(Saved entries)
-----

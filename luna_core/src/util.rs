//! Text helpers shared by the speech and logging paths.

const SPOKEN_PUNCTUATION: &str = ".,!?;:-'\"()_";

/// Strip everything a voice engine should not read aloud.
///
/// Keeps letters, digits, whitespace and `. , ! ? ; : - ' " ( ) _`; emoji and
/// other symbols are dropped. The result is trimmed.
#[must_use]
pub fn sanitize_for_speech(text: &str) -> String {
    let cleaned: String = text
        .chars()
        .filter(|c| c.is_alphanumeric() || c.is_whitespace() || SPOKEN_PUNCTUATION.contains(*c))
        .collect();
    cleaned.trim().to_string()
}

/// First `max_chars` characters of `text`, with an ellipsis when cut.
#[must_use]
pub fn preview(text: &str, max_chars: usize) -> String {
    let mut chars = text.chars();
    let head: String = chars.by_ref().take(max_chars).collect();
    if chars.next().is_some() {
        format!("{head}...")
    } else {
        head
    }
}

#[cfg(test)]
mod tests {
    use super::*;

    #[test]
    fn strips_emoji_and_symbols() {
        assert_eq!(
            sanitize_for_speech("Kyaa~! Hello there, Master! 🌸 Luna is *super* excited!"),
            "Kyaa! Hello there, Master!  Luna is super excited!"
        );
    }

    #[test]
    fn keeps_allowed_punctuation() {
        let text = r#"Wait - "really"? (yes); ok: it's fine_ish."#;
        assert_eq!(sanitize_for_speech(text), text);
    }

    #[test]
    fn keeps_non_latin_letters() {
        assert_eq!(sanitize_for_speech("こんにちは ✨"), "こんにちは");
    }

    #[test]
    fn symbol_only_text_becomes_empty() {
        assert_eq!(sanitize_for_speech("  ✨🌟💖 ~~ "), "");
        assert_eq!(sanitize_for_speech(""), "");
    }

    #[test]
    fn preview_cuts_on_char_boundary() {
        assert_eq!(preview("héllo wörld", 5), "héllo...");
        assert_eq!(preview("short", 50), "short");
    }
}
/// Strategy for displaying version information.
#[derive(Debug, Clone, Copy)]
pub struct VersionStrategy;

impl super::CommandStrategy for VersionStrategy {
    type Input = ();

    async fn execute(&self, _input: Self::Input) -> anyhow::Result<()> {
        println!("luna {}", env!("CARGO_PKG_VERSION"));
        Ok(())
    }
}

-----

Every entry must be printed again, exactly as it reads.

filename luna_core/src/util.rs
//! Text helpers shared by the speech and logging paths.

const SPOKEN_PUNCTUATION: &str = ".,!?;:-'\"()_";

/// Strip everything a voice engine should not read aloud.
///
/// Keeps letters, digits, whitespace and `. , ! ? ; : - ' " ( ) _`; emoji and
/// other symbols are dropped. The result is trimmed.
#[must_use]
pub fn sanitize_for_speech(text: &str) -> String {
    let cleaned: String = text
        .chars()
        .filter(|c| c.is_alphanumeric() || c.is_whitespace() || SPOKEN_PUNCTUATION.contains(*c))
        .collect();
    cleaned.trim().to_string()
}

/// First `max_chars` characters of `text`, with an ellipsis when cut.
#[must_use]
pub fn preview(text: &str, max_chars: usize) -> String {
    let mut chars = text.chars();
    let head: String = chars.by_ref().take(max_chars).collect();
    if chars.next().is_some() {
        format!("{head}...")
    } else {
        head
    }
}

#[cfg(test)]
mod tests {
    use super::*;

    #[test]
    fn strips_emoji_and_symbols() {
        assert_eq!(
            sanitize_for_speech("Kyaa~! Hello there, Master! 🌸 Luna is *super* excited!"),
            "Kyaa! Hello there, Master!  Luna is super excited!"
        );
    }

    #[test]
    fn keeps_allowed_punctuation() {
        let text = r#"Wait - "really"? (yes); ok: it's fine_ish."#;
        assert_eq!(sanitize_for_speech(text), text);
    }

    #[test]
    fn keeps_non_latin_letters() {
        assert_eq!(sanitize_for_speech("こんにちは ✨"), "こんにちは");
    }

    #[test]
    fn symbol_only_text_becomes_empty() {
        assert_eq!(sanitize_for_speech("  ✨🌟💖 ~~ "), "");
        assert_eq!(sanitize_for_speech(""), "");
    }

    #[test]
    fn preview_cuts_on_char_boundary() {
        assert_eq!(preview("héllo wörld", 5), "héllo...");
        assert_eq!(preview("short", 50), "short");
    }
}
/// Strategy for displaying version information.
#[derive(Debug, Clone, Copy)]
pub struct VersionStrategy;

impl super::CommandStrategy for VersionStrategy {
    type Input = ();

    async fn execute(&self, _input: Self::Input) -> anyhow::Result<()> {
        println!("luna {}", env!("CARGO_PKG_VERSION"));
        Ok(())
    }
}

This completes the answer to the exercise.